Several recent cases of variants in regulatory DNA imply they can contribute to disease.

The heart’s contractions are controlled in part by electrically charged ions flowing through protein gates on the surfaces of cells, and altering these gates can prove costly (example 1 and example 2). Binding of transcription factor proteins at regulatory DNA controls production from genes encoding ion gate proteins SCN5A and SCN10A. A variant in regulatory DNA seen in patients with electrical conduction issues in their hearts alters the ability of this regulatory DNA to drive production. Perhaps these variants alter production of these protein gates and affect heartbeats.

Cancer is perhaps the quintessential disease of broken DNA. So, it seems logical that DNA variants in regulatory regions could be important for cancer cell survival, and, as the spotlight is beginning to shine on regulatory DNA, we’re beginning to find them.

Telomeres are caps on the ends of DNA chromosomes that correlate with a cell’s age; when telomeres get too short, the cell is pushed toward suicide. Cells with telomeres that are too long avoid this natural cell death and can progress toward cancer. The TERT protein helps control telomere length. In several types of cancers, including melanomas and gliomas (Science on the mutations in human melanoma, Science on familial and spradic melanoma, and PNAS on gliomas), a somatically acquired variant creates a binding site for a protein called ETS1 in regulatory DNA. ETS1 binds this region and causes an increase in TERT production, and presumably an increase in telomere length. Longer telomeres can put off cell death, making some cells becoming problematically long-lived.

Another research group showed that creation of a binding site for the MYB protein in leukemia cell DNA can regulate a regulator of many important genes. This variant causes increased production of the transcription factor protein TAL1, which itself regulates production from a large number of genes and keeps these leukemia cells in an "undifferentiated" state. Since they’re stuck in immaturity, they do little more than accumulate. Interestingly, these same cells that rely on TAL1 production are sensitive to experimental drugs that target the machines that do the producing, suggesting a promising potential avenue for treating some leukemias.

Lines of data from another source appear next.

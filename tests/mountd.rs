use std::io::Cursor;
use std::path::PathBuf;
use std::sync::Arc;

use sha2::{Digest, Sha256};

use bootplane::handle::HandleTable;
use bootplane::protocol::nfs::mount::handle_mount;
use bootplane::protocol::rpc::{Context, LookupPolicy, ServicePorts};
use bootplane::xdr::rpc::call_body;
use bootplane::xdr::{self, deserialize, Serialize};

const RPC_MSG_SIZE: usize = 24;

fn test_context(export_root: &str) -> Context {
    Context {
        local_port: 20048,
        client_addr: "127.0.0.1:1234".to_string(),
        handles: Arc::new(HandleTable::new()),
        ports: ServicePorts::default(),
        export_root: Arc::new(PathBuf::from(export_root)),
        export_file: Arc::new(PathBuf::from("/dev/null")),
        lookup: LookupPolicy::DefaultFile,
    }
}

fn mount_call(proc: u32) -> call_body {
    call_body {
        rpcvers: 2,
        prog: xdr::mount::PROGRAM,
        vers: xdr::mount::VERSION,
        proc,
        cred: Default::default(),
        verf: Default::default(),
    }
}

fn send_mnt(context: &Context, xid: u32, dirpath: &str) -> Vec<u8> {
    let mut input = Cursor::new(Vec::new());
    dirpath
        .as_bytes()
        .serialize(&mut input)
        .expect("serialize dirpath");
    input.set_position(0);

    let mut output = Vec::new();
    handle_mount(xid, &mount_call(1), &mut input, &mut output, context).expect("handle_mount");
    output
}

#[test]
fn mnt_returns_path_digest_handle() {
    let context = test_context("/");
    let output = send_mnt(&context, 0xabcd, "/boot");

    // Accepted header, status word, then the fixed 32-byte handle.
    assert_eq!(output.len(), RPC_MSG_SIZE + 4 + 32);
    assert_eq!(&output[RPC_MSG_SIZE..RPC_MSG_SIZE + 4], &[0, 0, 0, 0]);
    let expected: [u8; 32] = Sha256::digest(b"/boot").into();
    assert_eq!(&output[RPC_MSG_SIZE + 4..], expected.as_slice());
}

#[test]
fn mnt_installs_the_reverse_mapping() {
    let context = test_context("/");
    let output = send_mnt(&context, 1, "/boot");
    let mut fh = [0_u8; 32];
    fh.copy_from_slice(&output[RPC_MSG_SIZE + 4..]);
    assert_eq!(context.handles.path_for_handle(&fh).as_deref(), Some("/boot"));
}

#[test]
fn mnt_normalizes_and_resolves_under_the_base() {
    let context = test_context("/");
    let canonical = send_mnt(&context, 1, "/boot");
    let dotted = send_mnt(&context, 2, "/boot/./");
    assert_eq!(&canonical[RPC_MSG_SIZE..], &dotted[RPC_MSG_SIZE..]);

    let based = test_context("/export");
    let output = send_mnt(&based, 3, "/boot");
    let expected: [u8; 32] = Sha256::digest(b"/export/boot").into();
    assert_eq!(&output[RPC_MSG_SIZE + 4..], expected.as_slice());
}

/// The export policy is permissive: a handle comes back whether or not
/// the path exists. Absence surfaces later, at NFS time.
#[test]
fn mnt_does_not_require_the_path_to_exist() {
    let context = test_context("/");
    let output = send_mnt(&context, 4, "/no/such/path/anywhere");
    assert_eq!(&output[RPC_MSG_SIZE..RPC_MSG_SIZE + 4], &[0, 0, 0, 0]);
}

#[test]
fn umnt_acknowledges_with_zero_status() {
    let context = test_context("/");
    let mut input = Cursor::new(Vec::new());
    let mut output = Vec::new();
    handle_mount(9, &mount_call(3), &mut input, &mut output, &context).expect("handle_mount");
    assert_eq!(output.len(), RPC_MSG_SIZE + 4);
    assert_eq!(&output[RPC_MSG_SIZE..], &[0, 0, 0, 0]);
}

#[test]
fn wrong_program_version_or_procedure_is_denied() {
    let context = test_context("/");
    let bad = [
        call_body {
            prog: 100003,
            ..mount_call(0)
        },
        call_body {
            vers: 3, // v3 is not spoken here
            ..mount_call(0)
        },
        mount_call(2), // DUMP
        mount_call(5), // EXPORT
    ];
    for call in bad {
        let mut input = Cursor::new(Vec::new());
        let mut output = Vec::new();
        handle_mount(5, &call, &mut input, &mut output, &context).expect("handle_mount");
        assert_eq!(output.len(), 20);
        assert_eq!(&output[8..12], &[0, 0, 0, 1]); // MSG_DENIED
    }
}

#[test]
fn null_returns_bare_accepted_header() {
    let context = test_context("/");
    let mut input = Cursor::new(Vec::new());
    let mut output = Vec::new();
    handle_mount(11, &mount_call(0), &mut input, &mut output, &context).expect("handle_mount");
    assert_eq!(output.len(), RPC_MSG_SIZE);
}

/// Self-check that the serialized reply also parses as XDR: status then
/// fixed opaque.
#[test]
fn mnt_reply_parses_as_xdr() {
    let context = test_context("/");
    let output = send_mnt(&context, 12, "/boot");
    let mut cursor = Cursor::new(&output[RPC_MSG_SIZE..]);
    let status = deserialize::<u32>(&mut cursor).expect("status");
    let fh = deserialize::<[u8; 32]>(&mut cursor).expect("fhandle");
    assert_eq!(status, 0);
    assert_eq!(fh.as_slice(), &output[RPC_MSG_SIZE + 4..]);
}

Even non-disease traits like hair and skin pigmentation may be controlled by variants in regulatory DNA. Mice with DNA containing one version of a regulatory region that controls production of a signaling protein, KITLG, have significantly darker hair color than mice with a single DNA nucleotide difference. This single nucleotide creates or destroys a sequence motif bound by LEF1 protein and might explain some genetics of blonde hair in Europeans.

For a long time, it has been easier for scientists to examine protein-coding DNA, but technology has enabled us to look with the same scrutiny at noncoding DNA, and the results are tantalizing. It’s possible the causes to many diseases are hiding in the shadows of the genome, causing differences in protein quantity instead of quality, all waiting to be hit by science’s limelight.